Abstract Nanozymes hold great promise for biosensing applications, yet their practical implementation is hampered by limitations in signal enhancement, reusability, and device integration. Herein, the development of a hydrophilic shape‐memory nanozyme aerogel that addresses these challenges is reported. The aerogel platform is constructed by embedding chitosan‐protected platinum nanoparticles (Pt‐CS NPs), which exhibit intrinsic peroxidase (POD) activity, within a polyacrylic acid (PAA) aerogel matrix. This hybrid Pt‐CS/PAA aerogel retains the shape‐memory effect of the PAA component as well as the POD activity of the Pt‐CS NPs.

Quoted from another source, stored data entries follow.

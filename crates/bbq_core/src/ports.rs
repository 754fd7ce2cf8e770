//! crates/bbq_core/src/ports.rs
//!
//! Defines the service contract for the sample store. The trait forms the
//! boundary of the hexagonal architecture: the dashboard core only talks to
//! this port, never to a concrete database.

use async_trait::async_trait;
use chrono::{DateTime, Utc};
use tokio::sync::broadcast;

use crate::domain::{NewReading, Sample, Session};
use crate::feed::Change;

//=========================================================================================
// Generic Port Error and Result Types
//=========================================================================================

/// A generic error type for all port operations.
/// This abstracts away the specific errors from external services (e.g., database, network).
#[derive(Debug, thiserror::Error)]
pub enum PortError {
    #[error("Item not found: {0}")]
    NotFound(String),
    #[error("Invalid input: {0}")]
    InvalidInput(String),
    #[error("An unexpected error occurred: {0}")]
    Unexpected(String),
}

/// A convenience type alias for `Result<T, PortError>`.
pub type PortResult<T> = Result<T, PortError>;

//=========================================================================================
// Service Ports (Traits)
//=========================================================================================

#[async_trait]
pub trait SampleStore: Send + Sync {
    // --- Ingestion ---

    /// Upserts the session, sets its `last_update` to `at` and appends the
    /// reading stamped with the same instant.
    async fn append_reading(
        &self,
        session_id: &str,
        reading: NewReading,
        at: DateTime<Utc>,
    ) -> PortResult<Sample>;

    // --- Session Metadata ---
    async fn find_session(&self, session_id: &str) -> PortResult<Option<Session>>;

    /// All sessions, most recently updated first.
    async fn list_sessions(&self) -> PortResult<Vec<Session>>;

    async fn update_target(&self, session_id: &str, food_target: f64) -> PortResult<()>;

    // --- Reading Log ---

    /// The full reading log, ascending by time. Malformed documents are skipped.
    async fn read_all(&self, session_id: &str) -> PortResult<Vec<Sample>>;

    // --- Subscription ---

    /// Raw change notifications. Use the helpers in `feed` to turn these into
    /// complete-state feeds.
    fn changes(&self) -> broadcast::Receiver<Change>;
}

/// Rejects targets that would poison every downstream estimate.
pub fn validate_target(food_target: f64) -> PortResult<()> {
    if food_target.is_finite() {
        Ok(())
    } else {
        Err(PortError::InvalidInput(format!(
            "food target must be a finite number, got {}",
            food_target
        )))
    }
}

Importantly, the aerogel exhibits differential adsorption behaviors toward the two distinct POD oxidation products, oxidized 3,3′,5,5′‐tetramethyl‐benzidine (oxTMB) and oxidized 2,2′‐azino‐bis(3‐ethylbenzothiazoline‐6‐sulfonic acid) (oxABTS), driven by their differing electrostatic potentials with the aerogel. By integrating the shape‐memory effect, nanozyme catalysis, and exceptional probe adsorption performance, the aerogel enables the realization of the signal‐amplified or reusable nanozyme‐based assay, when employing TMB and ABTS as chromogenic substrates, respectively. Furthermore, the aerogel architecture allows for straightforward deviceization, transforming nanozyme‐based analysis from conventional test paper formats into practical, reusable sensing devices. This work establishes a generalizable blueprint for engineering smart nanozyme materials with shape memory characteristics, opening up new avenues for developing advanced biosensing platforms with enhanced performance and user‐friendly operability.